**TASK:** Lines below containing the word "super" should be copied out.

**GIVEN RECORDS:**
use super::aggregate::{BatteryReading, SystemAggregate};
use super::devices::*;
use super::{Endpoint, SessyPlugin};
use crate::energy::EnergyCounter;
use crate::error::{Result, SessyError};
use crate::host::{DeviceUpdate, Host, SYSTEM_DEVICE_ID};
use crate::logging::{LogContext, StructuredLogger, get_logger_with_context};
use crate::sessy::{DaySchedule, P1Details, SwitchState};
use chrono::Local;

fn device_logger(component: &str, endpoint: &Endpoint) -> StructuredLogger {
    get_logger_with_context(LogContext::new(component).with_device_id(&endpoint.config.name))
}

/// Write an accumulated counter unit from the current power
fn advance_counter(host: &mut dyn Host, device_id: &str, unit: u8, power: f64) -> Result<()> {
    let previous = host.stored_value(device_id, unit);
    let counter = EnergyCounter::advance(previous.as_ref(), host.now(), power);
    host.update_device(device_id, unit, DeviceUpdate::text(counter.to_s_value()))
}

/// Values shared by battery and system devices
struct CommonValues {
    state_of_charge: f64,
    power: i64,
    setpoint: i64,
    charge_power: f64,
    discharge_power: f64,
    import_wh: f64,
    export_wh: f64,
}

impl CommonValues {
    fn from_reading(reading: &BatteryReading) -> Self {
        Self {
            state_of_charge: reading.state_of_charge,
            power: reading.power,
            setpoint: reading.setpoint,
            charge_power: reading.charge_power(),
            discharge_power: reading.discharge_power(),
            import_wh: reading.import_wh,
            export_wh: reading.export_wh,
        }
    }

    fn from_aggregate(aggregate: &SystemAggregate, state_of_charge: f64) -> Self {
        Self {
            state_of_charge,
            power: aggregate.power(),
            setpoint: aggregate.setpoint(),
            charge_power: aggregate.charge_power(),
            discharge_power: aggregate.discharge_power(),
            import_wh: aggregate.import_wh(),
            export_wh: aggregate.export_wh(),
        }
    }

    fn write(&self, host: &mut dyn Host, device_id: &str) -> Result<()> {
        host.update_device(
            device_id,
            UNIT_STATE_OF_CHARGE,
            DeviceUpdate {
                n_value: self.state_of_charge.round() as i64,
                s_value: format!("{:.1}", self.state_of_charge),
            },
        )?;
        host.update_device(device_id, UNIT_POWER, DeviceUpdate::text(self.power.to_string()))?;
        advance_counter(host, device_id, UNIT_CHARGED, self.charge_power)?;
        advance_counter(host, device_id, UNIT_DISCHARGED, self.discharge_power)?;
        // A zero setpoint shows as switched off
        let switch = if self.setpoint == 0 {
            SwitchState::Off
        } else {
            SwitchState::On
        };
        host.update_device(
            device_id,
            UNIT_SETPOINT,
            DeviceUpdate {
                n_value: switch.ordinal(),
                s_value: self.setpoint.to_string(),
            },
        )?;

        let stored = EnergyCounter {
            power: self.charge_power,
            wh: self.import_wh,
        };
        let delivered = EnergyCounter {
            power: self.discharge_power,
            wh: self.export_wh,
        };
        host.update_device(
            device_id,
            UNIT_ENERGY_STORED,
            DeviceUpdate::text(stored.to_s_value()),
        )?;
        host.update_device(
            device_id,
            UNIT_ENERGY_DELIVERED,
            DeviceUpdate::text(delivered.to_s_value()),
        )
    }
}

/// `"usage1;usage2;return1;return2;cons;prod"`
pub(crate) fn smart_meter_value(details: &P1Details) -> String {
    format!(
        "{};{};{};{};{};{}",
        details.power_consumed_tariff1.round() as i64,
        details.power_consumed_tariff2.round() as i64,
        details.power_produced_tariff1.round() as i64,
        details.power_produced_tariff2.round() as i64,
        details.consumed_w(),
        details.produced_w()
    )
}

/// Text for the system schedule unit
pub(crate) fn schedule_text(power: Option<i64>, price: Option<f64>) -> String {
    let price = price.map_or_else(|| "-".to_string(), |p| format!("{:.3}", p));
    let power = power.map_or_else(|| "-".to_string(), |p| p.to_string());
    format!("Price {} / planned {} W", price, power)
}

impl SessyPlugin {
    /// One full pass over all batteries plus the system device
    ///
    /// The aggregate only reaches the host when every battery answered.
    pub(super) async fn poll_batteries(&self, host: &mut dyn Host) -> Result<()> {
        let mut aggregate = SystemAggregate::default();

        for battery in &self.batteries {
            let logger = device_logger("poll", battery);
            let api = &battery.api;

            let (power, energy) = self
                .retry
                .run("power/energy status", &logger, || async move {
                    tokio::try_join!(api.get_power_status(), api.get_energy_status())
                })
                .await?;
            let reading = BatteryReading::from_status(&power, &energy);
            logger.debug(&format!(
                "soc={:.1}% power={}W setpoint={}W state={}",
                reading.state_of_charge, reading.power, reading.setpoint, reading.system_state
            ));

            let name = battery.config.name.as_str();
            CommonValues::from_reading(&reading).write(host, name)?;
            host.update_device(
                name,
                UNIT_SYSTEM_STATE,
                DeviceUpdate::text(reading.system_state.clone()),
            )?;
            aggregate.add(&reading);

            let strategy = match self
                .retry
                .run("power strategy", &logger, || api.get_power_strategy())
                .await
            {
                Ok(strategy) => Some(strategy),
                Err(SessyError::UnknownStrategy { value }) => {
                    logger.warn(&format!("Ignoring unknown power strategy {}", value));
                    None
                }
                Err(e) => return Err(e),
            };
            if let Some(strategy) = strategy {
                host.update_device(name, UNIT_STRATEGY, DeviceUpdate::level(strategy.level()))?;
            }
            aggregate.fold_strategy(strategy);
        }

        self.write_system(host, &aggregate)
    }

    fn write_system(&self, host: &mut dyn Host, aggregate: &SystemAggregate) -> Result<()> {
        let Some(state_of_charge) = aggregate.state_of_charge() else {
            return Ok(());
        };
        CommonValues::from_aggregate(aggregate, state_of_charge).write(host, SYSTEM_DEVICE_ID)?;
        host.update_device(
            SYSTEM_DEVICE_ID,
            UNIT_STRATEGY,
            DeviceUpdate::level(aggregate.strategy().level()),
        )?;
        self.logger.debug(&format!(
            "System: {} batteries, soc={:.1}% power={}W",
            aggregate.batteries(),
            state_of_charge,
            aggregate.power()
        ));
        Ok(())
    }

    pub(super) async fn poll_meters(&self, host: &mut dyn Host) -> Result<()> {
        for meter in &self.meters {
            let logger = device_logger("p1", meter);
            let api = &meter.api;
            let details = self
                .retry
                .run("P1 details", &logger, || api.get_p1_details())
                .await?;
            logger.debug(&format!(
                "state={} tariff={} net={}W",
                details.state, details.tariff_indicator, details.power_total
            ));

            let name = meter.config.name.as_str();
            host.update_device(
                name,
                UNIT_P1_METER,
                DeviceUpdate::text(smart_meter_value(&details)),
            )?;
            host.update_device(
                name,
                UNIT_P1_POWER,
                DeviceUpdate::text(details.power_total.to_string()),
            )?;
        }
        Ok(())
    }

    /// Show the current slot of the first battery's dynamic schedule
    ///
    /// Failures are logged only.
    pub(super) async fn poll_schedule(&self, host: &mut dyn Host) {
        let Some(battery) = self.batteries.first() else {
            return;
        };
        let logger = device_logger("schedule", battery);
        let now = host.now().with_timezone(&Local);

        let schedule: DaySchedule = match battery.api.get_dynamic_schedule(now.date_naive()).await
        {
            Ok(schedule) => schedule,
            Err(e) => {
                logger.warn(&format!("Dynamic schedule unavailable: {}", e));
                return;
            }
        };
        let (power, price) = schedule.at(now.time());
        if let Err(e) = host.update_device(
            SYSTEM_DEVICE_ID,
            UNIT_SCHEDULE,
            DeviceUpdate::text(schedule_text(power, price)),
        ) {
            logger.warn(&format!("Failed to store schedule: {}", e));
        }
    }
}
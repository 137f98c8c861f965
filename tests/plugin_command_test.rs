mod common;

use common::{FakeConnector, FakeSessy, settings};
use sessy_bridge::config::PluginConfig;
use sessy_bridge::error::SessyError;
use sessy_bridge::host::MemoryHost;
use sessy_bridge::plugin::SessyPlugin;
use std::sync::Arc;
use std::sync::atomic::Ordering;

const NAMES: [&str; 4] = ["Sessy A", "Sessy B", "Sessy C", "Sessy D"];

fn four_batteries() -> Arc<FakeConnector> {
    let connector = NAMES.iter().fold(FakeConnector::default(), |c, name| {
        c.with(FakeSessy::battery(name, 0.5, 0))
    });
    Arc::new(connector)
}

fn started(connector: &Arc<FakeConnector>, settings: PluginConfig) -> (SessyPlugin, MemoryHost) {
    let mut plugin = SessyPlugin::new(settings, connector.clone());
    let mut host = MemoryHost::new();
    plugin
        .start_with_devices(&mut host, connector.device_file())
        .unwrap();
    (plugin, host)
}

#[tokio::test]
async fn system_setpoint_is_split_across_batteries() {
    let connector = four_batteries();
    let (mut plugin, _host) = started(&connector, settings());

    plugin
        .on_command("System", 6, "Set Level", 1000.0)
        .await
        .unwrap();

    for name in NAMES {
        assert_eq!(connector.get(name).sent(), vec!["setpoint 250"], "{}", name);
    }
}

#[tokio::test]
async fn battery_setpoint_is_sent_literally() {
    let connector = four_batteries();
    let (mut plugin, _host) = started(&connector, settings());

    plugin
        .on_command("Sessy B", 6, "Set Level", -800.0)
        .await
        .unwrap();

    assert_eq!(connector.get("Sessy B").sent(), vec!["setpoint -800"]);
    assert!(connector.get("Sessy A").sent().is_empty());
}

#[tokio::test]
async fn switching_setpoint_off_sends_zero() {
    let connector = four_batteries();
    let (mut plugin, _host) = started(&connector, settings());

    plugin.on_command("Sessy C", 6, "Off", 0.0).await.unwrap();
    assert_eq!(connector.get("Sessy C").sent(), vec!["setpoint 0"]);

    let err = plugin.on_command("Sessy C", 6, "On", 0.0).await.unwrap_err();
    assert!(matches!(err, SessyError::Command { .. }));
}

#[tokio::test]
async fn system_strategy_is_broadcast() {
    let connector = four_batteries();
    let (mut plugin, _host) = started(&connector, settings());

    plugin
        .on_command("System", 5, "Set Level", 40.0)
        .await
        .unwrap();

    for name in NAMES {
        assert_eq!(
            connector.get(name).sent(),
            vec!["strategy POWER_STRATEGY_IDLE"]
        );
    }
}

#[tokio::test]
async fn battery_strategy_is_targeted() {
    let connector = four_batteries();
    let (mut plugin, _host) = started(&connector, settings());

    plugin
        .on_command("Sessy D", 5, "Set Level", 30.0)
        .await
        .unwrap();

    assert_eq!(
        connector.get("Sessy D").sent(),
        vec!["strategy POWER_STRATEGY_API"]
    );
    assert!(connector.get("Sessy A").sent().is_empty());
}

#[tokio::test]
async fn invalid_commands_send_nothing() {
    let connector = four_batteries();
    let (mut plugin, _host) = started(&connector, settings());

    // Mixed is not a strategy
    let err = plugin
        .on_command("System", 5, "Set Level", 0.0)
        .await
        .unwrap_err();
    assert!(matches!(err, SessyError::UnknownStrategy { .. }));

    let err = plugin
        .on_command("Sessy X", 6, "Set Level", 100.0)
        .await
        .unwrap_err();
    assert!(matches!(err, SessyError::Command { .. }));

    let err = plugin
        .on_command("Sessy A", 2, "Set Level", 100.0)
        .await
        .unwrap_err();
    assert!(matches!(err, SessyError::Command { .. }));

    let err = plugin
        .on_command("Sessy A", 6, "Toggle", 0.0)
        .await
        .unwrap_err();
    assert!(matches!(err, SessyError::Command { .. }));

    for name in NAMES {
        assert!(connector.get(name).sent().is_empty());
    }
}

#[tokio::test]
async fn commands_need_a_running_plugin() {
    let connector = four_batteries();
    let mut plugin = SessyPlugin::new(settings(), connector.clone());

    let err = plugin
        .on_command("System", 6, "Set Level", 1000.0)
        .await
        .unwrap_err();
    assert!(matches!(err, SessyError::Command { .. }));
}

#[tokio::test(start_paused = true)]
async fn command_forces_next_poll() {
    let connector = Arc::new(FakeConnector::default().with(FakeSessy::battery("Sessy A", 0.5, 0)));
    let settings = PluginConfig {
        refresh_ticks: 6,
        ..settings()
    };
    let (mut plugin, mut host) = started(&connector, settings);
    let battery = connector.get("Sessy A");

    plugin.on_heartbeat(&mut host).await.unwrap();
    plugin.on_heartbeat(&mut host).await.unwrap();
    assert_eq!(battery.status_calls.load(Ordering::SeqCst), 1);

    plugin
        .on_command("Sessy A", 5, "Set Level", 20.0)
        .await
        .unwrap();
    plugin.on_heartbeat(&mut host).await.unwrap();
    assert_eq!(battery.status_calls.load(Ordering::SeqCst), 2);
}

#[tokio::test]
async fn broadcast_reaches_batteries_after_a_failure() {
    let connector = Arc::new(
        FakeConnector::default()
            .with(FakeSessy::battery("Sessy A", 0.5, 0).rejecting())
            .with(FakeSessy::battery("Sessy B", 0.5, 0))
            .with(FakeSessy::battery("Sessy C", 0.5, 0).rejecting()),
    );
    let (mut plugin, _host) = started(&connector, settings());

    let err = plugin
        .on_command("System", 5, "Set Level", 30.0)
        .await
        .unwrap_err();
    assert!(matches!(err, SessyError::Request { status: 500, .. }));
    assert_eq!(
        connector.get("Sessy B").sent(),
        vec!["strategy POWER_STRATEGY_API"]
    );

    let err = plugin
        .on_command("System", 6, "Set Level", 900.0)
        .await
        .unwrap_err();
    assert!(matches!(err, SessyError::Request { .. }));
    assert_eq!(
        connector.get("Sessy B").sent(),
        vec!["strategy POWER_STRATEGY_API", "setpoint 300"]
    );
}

**RESPONSE FOR THIS EXERCISE:**
use super::aggregate::{BatteryReading, SystemAggregate};
use super::devices::*;
use super::{Endpoint, SessyPlugin};
    pub(super) async fn poll_batteries(&self, host: &mut dyn Host) -> Result<()> {
    pub(super) async fn poll_meters(&self, host: &mut dyn Host) -> Result<()> {
    pub(super) async fn poll_schedule(&self, host: &mut dyn Host) {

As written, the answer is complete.